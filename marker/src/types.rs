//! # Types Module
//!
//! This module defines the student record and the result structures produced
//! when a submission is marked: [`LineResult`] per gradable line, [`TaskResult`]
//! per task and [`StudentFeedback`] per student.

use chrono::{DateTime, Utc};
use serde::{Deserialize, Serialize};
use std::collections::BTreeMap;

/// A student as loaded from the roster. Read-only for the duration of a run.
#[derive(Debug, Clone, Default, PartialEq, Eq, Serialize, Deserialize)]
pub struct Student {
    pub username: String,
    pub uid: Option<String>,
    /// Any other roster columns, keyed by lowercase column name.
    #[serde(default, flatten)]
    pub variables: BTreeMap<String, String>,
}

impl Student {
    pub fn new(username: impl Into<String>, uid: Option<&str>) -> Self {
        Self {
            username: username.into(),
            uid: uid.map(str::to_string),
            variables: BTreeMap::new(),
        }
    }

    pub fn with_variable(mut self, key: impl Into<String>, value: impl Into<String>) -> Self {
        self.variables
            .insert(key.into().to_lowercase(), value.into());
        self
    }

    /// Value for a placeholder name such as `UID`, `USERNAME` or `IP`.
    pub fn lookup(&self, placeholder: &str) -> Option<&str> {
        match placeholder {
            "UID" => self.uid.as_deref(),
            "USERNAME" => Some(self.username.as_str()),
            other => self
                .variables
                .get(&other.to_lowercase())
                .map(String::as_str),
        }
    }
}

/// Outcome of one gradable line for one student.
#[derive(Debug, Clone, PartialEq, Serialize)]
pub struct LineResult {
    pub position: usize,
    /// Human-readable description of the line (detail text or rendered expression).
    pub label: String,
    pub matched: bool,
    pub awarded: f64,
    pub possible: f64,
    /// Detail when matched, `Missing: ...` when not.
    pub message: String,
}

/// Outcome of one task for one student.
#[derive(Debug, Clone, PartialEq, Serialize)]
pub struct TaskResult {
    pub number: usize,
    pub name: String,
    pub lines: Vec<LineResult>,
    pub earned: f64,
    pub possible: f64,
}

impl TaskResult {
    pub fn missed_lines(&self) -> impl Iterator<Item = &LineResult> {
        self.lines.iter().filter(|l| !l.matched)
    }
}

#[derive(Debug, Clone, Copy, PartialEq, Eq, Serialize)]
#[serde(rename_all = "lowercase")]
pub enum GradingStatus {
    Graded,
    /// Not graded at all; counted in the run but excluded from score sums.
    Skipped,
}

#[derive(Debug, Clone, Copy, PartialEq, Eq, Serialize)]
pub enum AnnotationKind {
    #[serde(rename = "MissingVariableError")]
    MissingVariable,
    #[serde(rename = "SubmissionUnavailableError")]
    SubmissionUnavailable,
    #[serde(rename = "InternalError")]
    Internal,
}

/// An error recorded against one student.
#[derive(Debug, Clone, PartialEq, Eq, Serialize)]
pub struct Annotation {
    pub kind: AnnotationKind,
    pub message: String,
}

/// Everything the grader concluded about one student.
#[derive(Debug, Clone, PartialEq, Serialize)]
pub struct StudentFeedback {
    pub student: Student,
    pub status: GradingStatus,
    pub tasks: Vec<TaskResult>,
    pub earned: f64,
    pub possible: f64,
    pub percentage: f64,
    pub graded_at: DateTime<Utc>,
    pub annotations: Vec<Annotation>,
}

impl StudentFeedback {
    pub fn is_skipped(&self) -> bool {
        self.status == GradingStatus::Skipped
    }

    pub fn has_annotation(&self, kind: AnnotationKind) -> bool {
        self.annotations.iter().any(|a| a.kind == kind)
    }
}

---

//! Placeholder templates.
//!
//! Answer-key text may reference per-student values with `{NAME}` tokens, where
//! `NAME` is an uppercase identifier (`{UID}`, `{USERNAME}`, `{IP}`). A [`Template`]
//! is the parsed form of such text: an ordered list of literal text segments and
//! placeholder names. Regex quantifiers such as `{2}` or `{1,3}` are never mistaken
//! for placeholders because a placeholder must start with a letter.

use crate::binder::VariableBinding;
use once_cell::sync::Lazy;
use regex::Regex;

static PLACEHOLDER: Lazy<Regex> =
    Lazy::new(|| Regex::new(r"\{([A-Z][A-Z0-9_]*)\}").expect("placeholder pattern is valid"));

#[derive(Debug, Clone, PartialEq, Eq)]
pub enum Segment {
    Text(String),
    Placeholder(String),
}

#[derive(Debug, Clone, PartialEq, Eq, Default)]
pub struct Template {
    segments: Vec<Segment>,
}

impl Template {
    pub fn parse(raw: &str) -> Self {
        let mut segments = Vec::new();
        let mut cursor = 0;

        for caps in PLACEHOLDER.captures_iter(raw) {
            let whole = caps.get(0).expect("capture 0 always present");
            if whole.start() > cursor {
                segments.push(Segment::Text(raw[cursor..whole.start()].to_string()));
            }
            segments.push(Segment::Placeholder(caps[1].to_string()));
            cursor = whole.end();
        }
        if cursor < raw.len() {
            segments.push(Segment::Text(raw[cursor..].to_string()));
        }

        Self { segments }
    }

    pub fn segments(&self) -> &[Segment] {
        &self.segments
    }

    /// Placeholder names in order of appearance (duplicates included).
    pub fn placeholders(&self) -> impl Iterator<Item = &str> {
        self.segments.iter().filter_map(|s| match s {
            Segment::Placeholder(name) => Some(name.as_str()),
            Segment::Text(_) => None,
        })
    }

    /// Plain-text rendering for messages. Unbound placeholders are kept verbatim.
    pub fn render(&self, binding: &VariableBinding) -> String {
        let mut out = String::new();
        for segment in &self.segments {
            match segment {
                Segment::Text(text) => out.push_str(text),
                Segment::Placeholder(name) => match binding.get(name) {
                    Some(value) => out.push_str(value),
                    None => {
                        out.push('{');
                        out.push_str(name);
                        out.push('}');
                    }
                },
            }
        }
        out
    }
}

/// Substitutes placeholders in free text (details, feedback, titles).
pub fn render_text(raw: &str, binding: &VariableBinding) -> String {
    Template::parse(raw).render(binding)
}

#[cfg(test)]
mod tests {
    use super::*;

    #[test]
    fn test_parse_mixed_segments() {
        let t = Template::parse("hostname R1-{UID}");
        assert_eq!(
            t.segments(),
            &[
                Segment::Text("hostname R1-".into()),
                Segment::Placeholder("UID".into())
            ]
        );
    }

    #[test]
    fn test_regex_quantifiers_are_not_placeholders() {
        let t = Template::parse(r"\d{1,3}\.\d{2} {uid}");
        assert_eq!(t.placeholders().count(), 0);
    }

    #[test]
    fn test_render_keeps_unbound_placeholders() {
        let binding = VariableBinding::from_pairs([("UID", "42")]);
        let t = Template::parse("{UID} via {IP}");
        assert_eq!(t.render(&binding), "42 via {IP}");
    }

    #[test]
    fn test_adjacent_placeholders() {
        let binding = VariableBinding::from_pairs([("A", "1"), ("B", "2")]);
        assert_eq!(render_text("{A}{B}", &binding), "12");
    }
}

==

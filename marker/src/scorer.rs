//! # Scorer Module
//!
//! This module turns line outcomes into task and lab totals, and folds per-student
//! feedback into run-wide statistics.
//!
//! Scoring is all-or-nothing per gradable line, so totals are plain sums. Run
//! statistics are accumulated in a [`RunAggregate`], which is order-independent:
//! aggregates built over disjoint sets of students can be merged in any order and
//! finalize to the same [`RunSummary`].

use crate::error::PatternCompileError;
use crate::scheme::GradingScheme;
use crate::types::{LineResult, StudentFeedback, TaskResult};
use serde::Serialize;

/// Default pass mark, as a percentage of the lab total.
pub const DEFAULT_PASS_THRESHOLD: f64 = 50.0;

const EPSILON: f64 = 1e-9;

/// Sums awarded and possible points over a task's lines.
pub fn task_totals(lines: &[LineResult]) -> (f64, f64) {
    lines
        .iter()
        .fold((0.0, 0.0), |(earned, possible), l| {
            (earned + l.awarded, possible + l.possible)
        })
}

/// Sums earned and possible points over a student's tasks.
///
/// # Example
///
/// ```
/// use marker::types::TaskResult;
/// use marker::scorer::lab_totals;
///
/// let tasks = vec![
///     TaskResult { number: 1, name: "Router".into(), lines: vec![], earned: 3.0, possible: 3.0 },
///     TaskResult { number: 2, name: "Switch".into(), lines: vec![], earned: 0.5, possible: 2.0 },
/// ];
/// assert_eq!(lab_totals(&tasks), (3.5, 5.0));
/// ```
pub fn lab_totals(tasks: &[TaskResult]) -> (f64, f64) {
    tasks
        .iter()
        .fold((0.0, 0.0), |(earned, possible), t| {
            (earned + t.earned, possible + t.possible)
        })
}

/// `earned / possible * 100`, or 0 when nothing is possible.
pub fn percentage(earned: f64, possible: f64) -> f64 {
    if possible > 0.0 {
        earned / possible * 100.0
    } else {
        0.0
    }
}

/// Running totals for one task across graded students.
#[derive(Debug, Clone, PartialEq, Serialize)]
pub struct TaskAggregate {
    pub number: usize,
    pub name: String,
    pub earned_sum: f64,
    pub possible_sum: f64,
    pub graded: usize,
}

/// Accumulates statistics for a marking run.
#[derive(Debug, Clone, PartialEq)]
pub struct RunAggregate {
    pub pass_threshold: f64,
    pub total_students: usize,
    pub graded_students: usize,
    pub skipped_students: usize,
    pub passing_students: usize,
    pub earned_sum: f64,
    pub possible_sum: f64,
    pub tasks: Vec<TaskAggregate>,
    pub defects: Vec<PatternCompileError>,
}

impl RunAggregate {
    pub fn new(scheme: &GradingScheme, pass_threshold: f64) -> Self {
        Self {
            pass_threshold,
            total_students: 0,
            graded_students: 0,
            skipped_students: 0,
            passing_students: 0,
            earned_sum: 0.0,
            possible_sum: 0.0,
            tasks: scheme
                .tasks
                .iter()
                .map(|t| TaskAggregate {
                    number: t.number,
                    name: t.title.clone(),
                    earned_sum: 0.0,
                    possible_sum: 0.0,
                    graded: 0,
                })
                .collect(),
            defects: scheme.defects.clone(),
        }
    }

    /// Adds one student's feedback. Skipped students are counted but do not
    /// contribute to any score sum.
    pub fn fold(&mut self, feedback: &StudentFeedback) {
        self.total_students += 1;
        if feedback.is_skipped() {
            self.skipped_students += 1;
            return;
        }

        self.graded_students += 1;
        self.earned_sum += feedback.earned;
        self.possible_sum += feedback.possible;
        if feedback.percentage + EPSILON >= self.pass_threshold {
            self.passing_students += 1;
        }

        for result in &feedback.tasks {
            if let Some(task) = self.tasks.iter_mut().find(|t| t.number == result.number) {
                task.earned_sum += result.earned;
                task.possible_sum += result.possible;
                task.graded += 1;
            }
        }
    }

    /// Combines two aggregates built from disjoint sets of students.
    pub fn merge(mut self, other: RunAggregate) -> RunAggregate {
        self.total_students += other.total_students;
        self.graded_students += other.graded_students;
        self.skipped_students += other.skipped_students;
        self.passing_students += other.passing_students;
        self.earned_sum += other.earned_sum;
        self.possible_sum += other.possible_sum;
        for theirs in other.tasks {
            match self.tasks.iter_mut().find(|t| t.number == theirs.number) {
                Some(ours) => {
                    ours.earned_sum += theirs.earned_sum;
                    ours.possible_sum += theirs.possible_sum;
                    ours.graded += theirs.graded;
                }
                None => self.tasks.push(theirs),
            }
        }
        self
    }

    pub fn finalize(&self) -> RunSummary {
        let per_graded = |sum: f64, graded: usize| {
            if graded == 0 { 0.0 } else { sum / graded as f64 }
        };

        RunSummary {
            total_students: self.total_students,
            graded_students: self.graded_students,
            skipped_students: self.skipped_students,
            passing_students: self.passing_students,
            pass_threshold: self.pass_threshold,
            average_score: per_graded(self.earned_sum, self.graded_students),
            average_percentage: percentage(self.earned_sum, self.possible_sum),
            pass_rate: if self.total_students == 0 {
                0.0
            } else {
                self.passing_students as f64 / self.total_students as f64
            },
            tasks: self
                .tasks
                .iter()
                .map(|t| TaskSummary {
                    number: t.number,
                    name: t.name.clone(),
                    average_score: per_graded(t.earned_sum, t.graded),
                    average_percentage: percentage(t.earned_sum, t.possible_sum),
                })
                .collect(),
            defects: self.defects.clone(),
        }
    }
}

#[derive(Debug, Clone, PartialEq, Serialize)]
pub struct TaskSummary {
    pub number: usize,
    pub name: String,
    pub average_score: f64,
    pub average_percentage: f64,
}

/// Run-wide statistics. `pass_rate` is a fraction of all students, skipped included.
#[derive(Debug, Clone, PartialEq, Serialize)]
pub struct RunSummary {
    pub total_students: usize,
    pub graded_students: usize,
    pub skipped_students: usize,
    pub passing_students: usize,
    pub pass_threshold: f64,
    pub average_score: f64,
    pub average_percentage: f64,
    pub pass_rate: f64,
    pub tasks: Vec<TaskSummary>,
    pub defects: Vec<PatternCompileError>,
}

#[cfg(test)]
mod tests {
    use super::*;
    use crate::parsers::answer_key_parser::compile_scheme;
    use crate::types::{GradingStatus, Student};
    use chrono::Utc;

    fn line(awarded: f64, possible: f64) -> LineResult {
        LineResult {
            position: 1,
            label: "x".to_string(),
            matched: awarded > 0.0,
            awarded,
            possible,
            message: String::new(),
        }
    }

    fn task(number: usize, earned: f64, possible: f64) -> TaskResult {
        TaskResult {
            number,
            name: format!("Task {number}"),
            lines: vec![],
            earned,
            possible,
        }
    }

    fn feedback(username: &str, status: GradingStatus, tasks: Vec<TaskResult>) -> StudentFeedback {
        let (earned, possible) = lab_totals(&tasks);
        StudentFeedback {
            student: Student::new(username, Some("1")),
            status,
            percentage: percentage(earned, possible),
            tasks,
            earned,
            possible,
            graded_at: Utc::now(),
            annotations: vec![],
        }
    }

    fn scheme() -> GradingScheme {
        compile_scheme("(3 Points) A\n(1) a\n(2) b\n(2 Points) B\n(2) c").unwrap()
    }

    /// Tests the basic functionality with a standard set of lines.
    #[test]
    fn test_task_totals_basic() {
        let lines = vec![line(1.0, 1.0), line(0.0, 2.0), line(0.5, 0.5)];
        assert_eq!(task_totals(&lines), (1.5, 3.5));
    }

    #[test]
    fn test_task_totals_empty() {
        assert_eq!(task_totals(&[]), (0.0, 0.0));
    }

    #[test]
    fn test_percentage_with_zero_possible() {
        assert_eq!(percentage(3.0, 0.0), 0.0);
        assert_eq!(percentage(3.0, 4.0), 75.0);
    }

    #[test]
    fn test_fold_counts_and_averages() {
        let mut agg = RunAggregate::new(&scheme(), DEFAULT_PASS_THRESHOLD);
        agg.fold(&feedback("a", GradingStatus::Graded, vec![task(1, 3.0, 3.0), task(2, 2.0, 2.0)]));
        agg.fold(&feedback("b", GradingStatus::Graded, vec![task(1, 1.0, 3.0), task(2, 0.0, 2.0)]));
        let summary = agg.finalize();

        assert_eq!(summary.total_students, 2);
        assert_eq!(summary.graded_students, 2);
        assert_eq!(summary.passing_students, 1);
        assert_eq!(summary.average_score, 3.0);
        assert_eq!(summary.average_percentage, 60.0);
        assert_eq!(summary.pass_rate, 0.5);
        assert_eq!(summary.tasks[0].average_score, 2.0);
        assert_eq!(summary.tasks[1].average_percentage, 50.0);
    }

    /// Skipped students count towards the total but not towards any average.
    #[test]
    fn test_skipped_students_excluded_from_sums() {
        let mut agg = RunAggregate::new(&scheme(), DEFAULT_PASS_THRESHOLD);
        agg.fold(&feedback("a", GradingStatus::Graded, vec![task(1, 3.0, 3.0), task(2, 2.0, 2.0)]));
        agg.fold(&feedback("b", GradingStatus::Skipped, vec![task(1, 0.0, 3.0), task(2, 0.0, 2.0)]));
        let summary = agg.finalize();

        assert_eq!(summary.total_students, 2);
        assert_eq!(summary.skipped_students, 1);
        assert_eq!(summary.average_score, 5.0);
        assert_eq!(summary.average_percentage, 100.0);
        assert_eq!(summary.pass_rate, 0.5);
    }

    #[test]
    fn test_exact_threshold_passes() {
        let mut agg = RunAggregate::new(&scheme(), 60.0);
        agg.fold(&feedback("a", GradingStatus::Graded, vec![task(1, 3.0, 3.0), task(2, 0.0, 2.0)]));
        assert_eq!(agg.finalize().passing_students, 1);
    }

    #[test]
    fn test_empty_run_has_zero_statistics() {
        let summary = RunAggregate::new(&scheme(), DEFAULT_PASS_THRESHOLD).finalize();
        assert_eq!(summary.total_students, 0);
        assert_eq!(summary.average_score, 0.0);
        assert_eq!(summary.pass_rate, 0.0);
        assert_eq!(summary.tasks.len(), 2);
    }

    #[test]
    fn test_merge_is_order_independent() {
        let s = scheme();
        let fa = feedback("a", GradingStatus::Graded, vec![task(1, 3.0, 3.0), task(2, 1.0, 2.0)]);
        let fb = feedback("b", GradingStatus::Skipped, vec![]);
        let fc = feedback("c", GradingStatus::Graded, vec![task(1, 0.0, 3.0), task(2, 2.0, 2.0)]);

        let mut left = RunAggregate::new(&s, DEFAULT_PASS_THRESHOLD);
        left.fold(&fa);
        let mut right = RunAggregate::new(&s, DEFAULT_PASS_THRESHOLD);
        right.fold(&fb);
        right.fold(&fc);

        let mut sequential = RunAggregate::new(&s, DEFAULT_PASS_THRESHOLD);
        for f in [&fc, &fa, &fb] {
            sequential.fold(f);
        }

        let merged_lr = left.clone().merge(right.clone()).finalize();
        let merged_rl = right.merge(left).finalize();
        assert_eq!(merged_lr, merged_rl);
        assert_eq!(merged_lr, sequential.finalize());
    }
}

# WHAT THE TASK REQUIRES
Keeping every character as it is, restate the lines above that run from the line with "plain sums. Run" through the line with "the lab total.", both included, and nothing else.

# RESPONSE BOX
//! Scoring is all-or-nothing per gradable line, so totals are plain sums. Run
//! statistics are accumulated in a [`RunAggregate`], which is order-independent:
//! aggregates built over disjoint sets of students can be merged in any order and
//! finalize to the same [`RunSummary`].

use crate::error::PatternCompileError;
use crate::scheme::GradingScheme;
use crate::types::{LineResult, StudentFeedback, TaskResult};
use serde::Serialize;

/// Default pass mark, as a percentage of the lab total.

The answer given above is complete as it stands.